Introduction to web appearance of "Willa And The Alien" by Author Edward Bryant

     First-contact stories--that critical moment when the human species first tries to establish communication with an intelligence alien--has long been a classic staple of science fiction. The often skeptical curiosity of sf and the generally accepted structure of drama being what they are, first-contact scenarios rarely go smoothly or well.

     Those issues are in play for writer Dick Bellamy of British Columbia, Canada, who has admirably demonstrated the virtues of ability and perseverance in winning this year's first place award. In 2005 he placed two stories in the top ten, cresting at fourth place. Now, with "Willa And The Alien," he hits the jackpot.

     Mr. Bellamy successfully plays it both ways. On the micro-level, the two characters of the title find a workable means of communication and discover they share a common bond. On the macro-level, humanity displays its often bungling bureaucratic approach to critical issues. Truth be told, the author's military and governmental representatives are uniformly parodic, played perhaps a little too broadly. You'd never want these clowns coping with real peril.

     On the other hand, it's to the writer's real credit that he understands that such a civilization-shivering event as incontravertable proof that we're not alone in the universe would not wholly be treated as a solemn or even religious experience. Reality will be a lot more surreal. The government surveillance experts assigned to keep close eye on the crashed alien seem to spend half their time fantasizing about hitting on the sexy young female tech in their midst. The street-smart guy who owns the spiffy Camaro that gets smacked by the crashing alien is much more concerned about whether his wheels have been damaged than whether the extraterrestrial represents the end of the world as we know it. And so on.

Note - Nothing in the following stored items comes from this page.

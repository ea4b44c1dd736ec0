//! clicksim CLI — simulate clicks on slates from a click-model config.
//!
//! Commands:
//! - `simulate` — click every slate in a JSON file and write the clicked slates
//! - `validate` — load and build a click-model config without running it
//! - `stats` — simulate and print click statistics as JSON

mod tracing_setup;

use anyhow::{Context, Result};
use clap::{Parser, Subcommand};
use std::path::{Path, PathBuf};

use clicksim_core::{create_click_model, ClickModel, ClickModelConfig};
use clicksim_runner::{
    load_slates, save_clicked, simulate_clicks, ClickStatistics, SimulationConfig,
};
use tracing_setup::{init_subscriber, Verbosity};

#[derive(Parser)]
#[command(name = "clicksim", about = "clicksim — simulated clicks for learning-to-rank")]
struct Cli {
    /// Debug-level logging.
    #[arg(short, long, global = true)]
    verbose: bool,

    /// Errors only.
    #[arg(short, long, global = true)]
    quiet: bool,

    #[command(subcommand)]
    command: Commands,
}

#[derive(Subcommand)]
enum Commands {
    /// Simulate clicks on every slate and write them as JSON.
    Simulate {
        /// Click-model config (.toml or .json).
        #[arg(long)]
        model: PathBuf,

        /// JSON array of slates.
        #[arg(long)]
        input: PathBuf,

        /// Output file. Defaults to stdout.
        #[arg(long)]
        output: Option<PathBuf>,

        /// Master seed.
        #[arg(long, default_value_t = 42)]
        seed: u64,

        /// Simulation round (e.g. epoch); changes draws for the same seed.
        #[arg(long, default_value_t = 0)]
        iteration: u64,

        /// Keep slates that received no clicks.
        #[arg(long, default_value_t = false)]
        include_empty: bool,

        /// Run on a single thread.
        #[arg(long, default_value_t = false)]
        sequential: bool,
    },
    /// Load and build a click-model config.
    Validate {
        /// Click-model config (.toml or .json).
        #[arg(long)]
        model: PathBuf,
    },
    /// Simulate and print click statistics as JSON.
    Stats {
        /// Click-model config (.toml or .json).
        #[arg(long)]
        model: PathBuf,

        /// JSON array of slates.
        #[arg(long)]
        input: PathBuf,

        /// Master seed.
        #[arg(long, default_value_t = 42)]
        seed: u64,

        /// Simulation round; use the value passed to `simulate --iteration`.
        #[arg(long, default_value_t = 0)]
        iteration: u64,
    },
}

fn main() -> Result<()> {
    let cli = Cli::parse();
    init_subscriber(Verbosity::from_flags(cli.verbose, cli.quiet));

    match cli.command {
        Commands::Simulate {
            model,
            input,
            output,
            seed,
            iteration,
            include_empty,
            sequential,
        } => {
            let config = SimulationConfig::default()
                .with_seed(seed)
                .with_iteration(iteration)
                .with_include_empty(include_empty)
                .with_parallelism(!sequential);
            run_simulate(&model, &input, output.as_deref(), &config)
        }
        Commands::Validate { model } => run_validate(&model),
        Commands::Stats {
            model,
            input,
            seed,
            iteration,
        } => {
            let config = SimulationConfig::default()
                .with_seed(seed)
                .with_iteration(iteration)
                .with_include_empty(true);
            run_stats(&model, &input, &config)
        }
    }
}

fn build_model(path: &Path) -> Result<(ClickModelConfig, Box<dyn ClickModel>)> {
    let config = ClickModelConfig::load(path)
        .with_context(|| format!("loading click model from {}", path.display()))?;
    let model = create_click_model(&config)
        .with_context(|| format!("building click model from {}", path.display()))?;
    tracing::debug!(model = model.name(), depth = config.depth(), "built click model");
    Ok((config, model))
}

fn run_simulate(
    model_path: &Path,
    input: &Path,
    output: Option<&Path>,
    config: &SimulationConfig,
) -> Result<()> {
    let (_, model) = build_model(model_path)?;
    let slates = load_slates(input)?;
    let clicked = simulate_clicks(model.as_ref(), &slates, config)?;

    match output {
        Some(path) => {
            save_clicked(path, &clicked)?;
            eprintln!(
                "Wrote {} of {} slates to {}",
                clicked.len(),
                slates.len(),
                path.display()
            );
        }
        None => println!("{}", serde_json::to_string_pretty(&clicked)?),
    }
    Ok(())
}

fn run_validate(model_path: &Path) -> Result<()> {
    let (config, model) = build_model(model_path)?;
    println!(
        "OK: {} (depth {}) from {}",
        model.name(),
        config.depth(),
        model_path.display()
    );
    Ok(())
}

fn run_stats(model_path: &Path, input: &Path, config: &SimulationConfig) -> Result<()> {
    let (_, model) = build_model(model_path)?;
    let slates = load_slates(input)?;
    let clicked = simulate_clicks(model.as_ref(), &slates, config)?;
    let stats = ClickStatistics::from_clicked(&clicked);
    println!("{}", serde_json::to_string_pretty(&stats)?);
    Ok(())
}

#[cfg(test)]
mod tests {
    use super::*;
    use clap::CommandFactory;

    #[test]
    fn cli_definition_is_consistent() {
        Cli::command().debug_assert();
    }

    #[test]
    fn simulate_defaults() {
        let cli = Cli::parse_from([
            "clicksim", "simulate", "--model", "m.toml", "--input", "s.json",
        ]);
        match cli.command {
            Commands::Simulate {
                seed,
                iteration,
                include_empty,
                sequential,
                output,
                ..
            } => {
                assert_eq!(seed, 42);
                assert_eq!(iteration, 0);
                assert!(!include_empty);
                assert!(!sequential);
                assert!(output.is_none());
            }
            _ => panic!("expected simulate"),
        }
    }

    #[test]
    fn stats_accepts_iteration() {
        let cli = Cli::parse_from([
            "clicksim", "stats", "--model", "m.toml", "--input", "s.json", "--seed", "7",
            "--iteration", "3",
        ]);
        match cli.command {
            Commands::Stats {
                seed, iteration, ..
            } => {
                assert_eq!(seed, 7);
                assert_eq!(iteration, 3);
            }
            _ => panic!("expected stats"),
        }

        let cli = Cli::parse_from(["clicksim", "stats", "--model", "m.toml", "--input", "s.json"]);
        match cli.command {
            Commands::Stats { iteration, .. } => assert_eq!(iteration, 0),
            _ => panic!("expected stats"),
        }
    }
}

     Ultimately this is a wry, jaundiced tongue-in-cheek fable about the unlilkely friendship between an aging homeless woman and the near-term pregnant alien who plunges to earth in a nameless city in search of an unusual meal to satisfy pre-natal cravings. Both sudden intimates are maginal beings, each of whom has something valuable to offer the other. A quirky oddball humanity gives Mr. Bellamy's tale a distinct flavor that sets it ahead of its peers.

           

     Now, enjoy reading Dick Bellamy's story below. After you have read the story, if you care to make a short comment about his story, you may do so by clicking on the "SUBMIT YOUR OPINION" link.
 
 
--- Gil Reis
 
 
SFWoE Administrator


SFWoE 2006 SF/F Short Story Contest
First Place Story

WILLA AND THE ALIEN

by DICK BELLAMY

     "The alien really changed my life, not in the religious sense, although it could have, had I been the suggestible sort. But I am no longer the same person, since." Dr. Jim Butler read the phrase aloud to see if it made more sense when spoken.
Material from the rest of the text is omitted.